- [WHAT IS EXPECTED]
Copy every line below where the string "refused" is found.

- [DATA UNDER STUDY]
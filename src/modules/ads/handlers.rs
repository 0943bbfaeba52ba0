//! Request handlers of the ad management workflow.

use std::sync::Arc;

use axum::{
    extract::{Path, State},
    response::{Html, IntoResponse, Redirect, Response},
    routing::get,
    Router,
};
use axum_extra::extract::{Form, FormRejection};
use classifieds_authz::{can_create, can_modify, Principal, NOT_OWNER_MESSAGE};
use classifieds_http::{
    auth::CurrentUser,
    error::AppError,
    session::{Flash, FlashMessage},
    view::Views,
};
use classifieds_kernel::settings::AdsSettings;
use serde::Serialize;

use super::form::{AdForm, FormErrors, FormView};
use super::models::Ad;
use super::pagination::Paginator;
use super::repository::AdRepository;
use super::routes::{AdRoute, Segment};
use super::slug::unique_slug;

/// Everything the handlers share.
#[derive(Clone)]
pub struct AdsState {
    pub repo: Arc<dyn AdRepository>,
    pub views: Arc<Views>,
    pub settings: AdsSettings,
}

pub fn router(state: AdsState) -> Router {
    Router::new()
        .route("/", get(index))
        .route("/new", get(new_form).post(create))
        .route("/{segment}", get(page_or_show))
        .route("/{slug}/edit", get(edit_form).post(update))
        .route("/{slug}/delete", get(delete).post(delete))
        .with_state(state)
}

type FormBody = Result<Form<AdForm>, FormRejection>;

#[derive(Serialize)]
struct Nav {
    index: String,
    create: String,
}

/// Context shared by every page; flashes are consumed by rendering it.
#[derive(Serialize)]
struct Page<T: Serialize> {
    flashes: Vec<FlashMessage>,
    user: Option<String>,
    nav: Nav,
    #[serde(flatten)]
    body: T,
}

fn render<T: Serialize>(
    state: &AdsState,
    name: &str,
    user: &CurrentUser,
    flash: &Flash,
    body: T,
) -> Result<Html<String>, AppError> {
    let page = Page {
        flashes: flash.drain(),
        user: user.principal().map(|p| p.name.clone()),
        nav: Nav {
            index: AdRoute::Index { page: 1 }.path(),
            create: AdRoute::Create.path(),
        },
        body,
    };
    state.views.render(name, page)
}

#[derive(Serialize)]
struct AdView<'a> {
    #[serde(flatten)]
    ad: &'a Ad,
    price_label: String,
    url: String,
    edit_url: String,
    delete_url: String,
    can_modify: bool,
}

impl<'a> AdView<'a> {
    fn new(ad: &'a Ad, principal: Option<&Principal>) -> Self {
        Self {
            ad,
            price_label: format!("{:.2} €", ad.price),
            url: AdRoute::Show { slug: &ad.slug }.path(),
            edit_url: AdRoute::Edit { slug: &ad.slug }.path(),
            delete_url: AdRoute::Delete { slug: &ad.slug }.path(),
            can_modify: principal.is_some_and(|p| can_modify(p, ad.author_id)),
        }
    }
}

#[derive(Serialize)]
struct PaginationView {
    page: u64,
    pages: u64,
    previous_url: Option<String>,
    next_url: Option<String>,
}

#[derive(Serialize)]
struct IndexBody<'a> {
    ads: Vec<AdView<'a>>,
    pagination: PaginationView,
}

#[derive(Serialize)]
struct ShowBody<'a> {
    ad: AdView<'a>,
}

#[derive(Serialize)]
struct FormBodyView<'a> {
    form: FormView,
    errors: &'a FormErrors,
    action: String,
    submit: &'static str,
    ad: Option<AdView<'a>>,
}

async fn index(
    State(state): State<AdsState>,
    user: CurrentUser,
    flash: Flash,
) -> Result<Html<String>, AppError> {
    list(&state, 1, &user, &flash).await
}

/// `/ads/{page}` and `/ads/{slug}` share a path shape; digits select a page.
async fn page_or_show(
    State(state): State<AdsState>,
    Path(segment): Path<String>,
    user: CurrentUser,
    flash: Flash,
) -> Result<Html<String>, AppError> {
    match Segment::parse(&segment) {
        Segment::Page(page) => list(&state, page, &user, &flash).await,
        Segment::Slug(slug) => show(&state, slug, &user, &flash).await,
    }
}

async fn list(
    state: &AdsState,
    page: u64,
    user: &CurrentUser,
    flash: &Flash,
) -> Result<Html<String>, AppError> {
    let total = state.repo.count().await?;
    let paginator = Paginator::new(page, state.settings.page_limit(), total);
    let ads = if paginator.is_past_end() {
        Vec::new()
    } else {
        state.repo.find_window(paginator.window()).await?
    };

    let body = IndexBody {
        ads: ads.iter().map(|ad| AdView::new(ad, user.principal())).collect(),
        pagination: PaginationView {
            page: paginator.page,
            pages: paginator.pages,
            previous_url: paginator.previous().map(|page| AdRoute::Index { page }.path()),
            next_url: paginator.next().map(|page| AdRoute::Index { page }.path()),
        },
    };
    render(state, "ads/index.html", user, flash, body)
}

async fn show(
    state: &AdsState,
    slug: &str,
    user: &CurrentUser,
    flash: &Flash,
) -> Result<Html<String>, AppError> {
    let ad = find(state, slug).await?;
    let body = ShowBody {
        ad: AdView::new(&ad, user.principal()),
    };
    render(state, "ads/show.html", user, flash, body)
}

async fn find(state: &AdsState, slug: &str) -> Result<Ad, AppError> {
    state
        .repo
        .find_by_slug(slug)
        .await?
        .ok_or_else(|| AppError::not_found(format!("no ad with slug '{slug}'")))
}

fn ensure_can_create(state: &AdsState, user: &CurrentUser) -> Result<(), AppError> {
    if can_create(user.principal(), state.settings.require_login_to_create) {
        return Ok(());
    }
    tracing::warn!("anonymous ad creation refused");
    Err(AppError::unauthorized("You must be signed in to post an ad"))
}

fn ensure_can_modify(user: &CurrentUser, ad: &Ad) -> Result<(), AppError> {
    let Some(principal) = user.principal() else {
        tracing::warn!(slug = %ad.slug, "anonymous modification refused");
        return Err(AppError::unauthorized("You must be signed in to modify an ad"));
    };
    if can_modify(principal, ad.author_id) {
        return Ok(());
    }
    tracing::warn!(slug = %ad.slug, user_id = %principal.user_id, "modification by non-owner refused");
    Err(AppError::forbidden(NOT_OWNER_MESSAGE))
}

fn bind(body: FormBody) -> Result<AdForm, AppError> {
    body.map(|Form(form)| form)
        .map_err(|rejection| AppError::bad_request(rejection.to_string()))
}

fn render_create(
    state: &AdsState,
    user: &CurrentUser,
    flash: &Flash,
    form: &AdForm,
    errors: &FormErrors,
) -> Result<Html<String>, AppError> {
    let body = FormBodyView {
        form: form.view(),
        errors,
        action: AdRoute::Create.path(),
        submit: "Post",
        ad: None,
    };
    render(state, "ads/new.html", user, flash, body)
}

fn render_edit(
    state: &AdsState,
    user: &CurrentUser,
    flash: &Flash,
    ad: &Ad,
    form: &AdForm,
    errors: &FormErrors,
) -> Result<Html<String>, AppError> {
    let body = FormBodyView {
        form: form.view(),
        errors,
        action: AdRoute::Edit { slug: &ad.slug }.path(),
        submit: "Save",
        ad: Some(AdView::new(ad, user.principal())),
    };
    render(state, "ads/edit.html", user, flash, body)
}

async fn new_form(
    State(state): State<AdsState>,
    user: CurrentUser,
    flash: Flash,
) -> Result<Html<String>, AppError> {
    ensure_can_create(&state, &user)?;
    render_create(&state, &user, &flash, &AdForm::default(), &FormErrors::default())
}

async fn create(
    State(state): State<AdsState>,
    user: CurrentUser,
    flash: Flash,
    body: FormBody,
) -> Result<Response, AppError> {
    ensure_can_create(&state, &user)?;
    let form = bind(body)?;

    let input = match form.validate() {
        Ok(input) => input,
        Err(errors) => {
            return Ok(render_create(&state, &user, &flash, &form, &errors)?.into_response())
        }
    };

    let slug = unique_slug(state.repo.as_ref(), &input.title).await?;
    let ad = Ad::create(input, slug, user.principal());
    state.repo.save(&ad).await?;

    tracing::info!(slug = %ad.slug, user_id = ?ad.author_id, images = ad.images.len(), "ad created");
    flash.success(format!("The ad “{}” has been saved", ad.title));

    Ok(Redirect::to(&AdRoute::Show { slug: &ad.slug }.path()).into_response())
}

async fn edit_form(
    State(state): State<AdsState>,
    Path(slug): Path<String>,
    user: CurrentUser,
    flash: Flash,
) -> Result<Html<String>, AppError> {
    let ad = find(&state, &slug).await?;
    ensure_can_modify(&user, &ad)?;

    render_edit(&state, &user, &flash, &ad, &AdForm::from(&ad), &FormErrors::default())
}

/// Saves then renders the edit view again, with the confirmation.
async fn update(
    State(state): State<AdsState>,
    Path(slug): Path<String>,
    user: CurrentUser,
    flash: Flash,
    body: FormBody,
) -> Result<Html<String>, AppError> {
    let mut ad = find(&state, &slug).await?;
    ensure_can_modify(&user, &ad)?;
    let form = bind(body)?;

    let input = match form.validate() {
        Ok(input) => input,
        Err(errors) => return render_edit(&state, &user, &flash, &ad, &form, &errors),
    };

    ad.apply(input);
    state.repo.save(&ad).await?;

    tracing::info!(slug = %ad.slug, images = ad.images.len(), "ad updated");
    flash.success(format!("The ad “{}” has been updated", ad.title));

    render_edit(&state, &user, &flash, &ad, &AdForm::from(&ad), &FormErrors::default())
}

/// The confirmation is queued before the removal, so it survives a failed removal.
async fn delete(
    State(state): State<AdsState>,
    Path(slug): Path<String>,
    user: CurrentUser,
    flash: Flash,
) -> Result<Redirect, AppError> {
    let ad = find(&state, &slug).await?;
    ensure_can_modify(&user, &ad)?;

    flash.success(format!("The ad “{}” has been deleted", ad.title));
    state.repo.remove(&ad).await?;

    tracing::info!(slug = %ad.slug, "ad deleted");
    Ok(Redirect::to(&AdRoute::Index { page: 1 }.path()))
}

---

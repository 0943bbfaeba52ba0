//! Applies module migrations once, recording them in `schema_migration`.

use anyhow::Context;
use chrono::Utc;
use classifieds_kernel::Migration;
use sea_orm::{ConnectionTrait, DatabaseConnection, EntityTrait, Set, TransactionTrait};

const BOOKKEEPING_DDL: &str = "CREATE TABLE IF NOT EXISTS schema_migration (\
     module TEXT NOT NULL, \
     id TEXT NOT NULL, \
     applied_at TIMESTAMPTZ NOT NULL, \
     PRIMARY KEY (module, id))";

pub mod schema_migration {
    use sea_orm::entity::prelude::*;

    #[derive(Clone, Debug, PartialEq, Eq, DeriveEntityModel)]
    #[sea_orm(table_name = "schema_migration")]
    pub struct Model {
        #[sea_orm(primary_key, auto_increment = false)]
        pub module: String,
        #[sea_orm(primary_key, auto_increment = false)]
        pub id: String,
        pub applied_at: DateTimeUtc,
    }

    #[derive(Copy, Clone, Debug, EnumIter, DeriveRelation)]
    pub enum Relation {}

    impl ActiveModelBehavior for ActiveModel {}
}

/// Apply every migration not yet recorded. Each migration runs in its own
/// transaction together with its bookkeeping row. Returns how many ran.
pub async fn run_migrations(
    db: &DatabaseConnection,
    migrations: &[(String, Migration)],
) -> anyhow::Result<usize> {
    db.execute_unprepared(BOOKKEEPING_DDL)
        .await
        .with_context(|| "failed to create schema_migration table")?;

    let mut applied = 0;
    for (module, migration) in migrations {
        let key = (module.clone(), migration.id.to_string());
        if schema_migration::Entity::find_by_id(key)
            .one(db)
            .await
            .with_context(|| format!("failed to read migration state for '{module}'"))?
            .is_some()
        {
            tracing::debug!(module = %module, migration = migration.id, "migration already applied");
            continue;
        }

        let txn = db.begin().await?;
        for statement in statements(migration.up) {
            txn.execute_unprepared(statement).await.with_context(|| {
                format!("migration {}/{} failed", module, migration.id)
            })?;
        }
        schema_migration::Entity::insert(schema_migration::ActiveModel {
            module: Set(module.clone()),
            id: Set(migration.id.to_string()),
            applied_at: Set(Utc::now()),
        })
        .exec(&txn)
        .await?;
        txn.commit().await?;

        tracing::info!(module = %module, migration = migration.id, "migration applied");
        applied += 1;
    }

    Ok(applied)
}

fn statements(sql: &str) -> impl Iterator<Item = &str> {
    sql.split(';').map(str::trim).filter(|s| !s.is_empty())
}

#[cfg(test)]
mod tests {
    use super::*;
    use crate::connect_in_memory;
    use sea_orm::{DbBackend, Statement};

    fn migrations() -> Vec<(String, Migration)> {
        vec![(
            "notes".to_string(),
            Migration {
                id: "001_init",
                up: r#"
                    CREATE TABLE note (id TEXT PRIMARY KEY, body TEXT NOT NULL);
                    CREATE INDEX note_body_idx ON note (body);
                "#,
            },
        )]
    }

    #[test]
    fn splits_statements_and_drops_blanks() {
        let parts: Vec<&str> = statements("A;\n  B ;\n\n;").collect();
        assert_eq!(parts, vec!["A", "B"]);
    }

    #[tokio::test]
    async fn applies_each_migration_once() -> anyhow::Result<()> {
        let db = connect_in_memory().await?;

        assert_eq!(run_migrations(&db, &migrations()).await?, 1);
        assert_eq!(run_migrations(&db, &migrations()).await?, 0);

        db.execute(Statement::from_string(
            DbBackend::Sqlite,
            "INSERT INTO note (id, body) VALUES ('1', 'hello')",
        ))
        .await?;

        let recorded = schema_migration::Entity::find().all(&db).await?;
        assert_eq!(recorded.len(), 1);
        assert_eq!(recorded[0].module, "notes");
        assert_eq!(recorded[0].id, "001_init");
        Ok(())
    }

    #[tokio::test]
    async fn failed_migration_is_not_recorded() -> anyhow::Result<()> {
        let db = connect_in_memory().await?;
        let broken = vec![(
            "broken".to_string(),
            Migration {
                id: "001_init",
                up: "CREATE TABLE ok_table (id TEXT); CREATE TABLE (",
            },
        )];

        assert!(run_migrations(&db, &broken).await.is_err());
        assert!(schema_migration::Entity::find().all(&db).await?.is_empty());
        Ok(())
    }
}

- [RESPONSE BELOW]
    tracing::warn!("anonymous ad creation refused");
        tracing::warn!(slug = %ad.slug, "anonymous modification refused");
    tracing::warn!(slug = %ad.slug, user_id = %principal.user_id, "modification by non-owner refused");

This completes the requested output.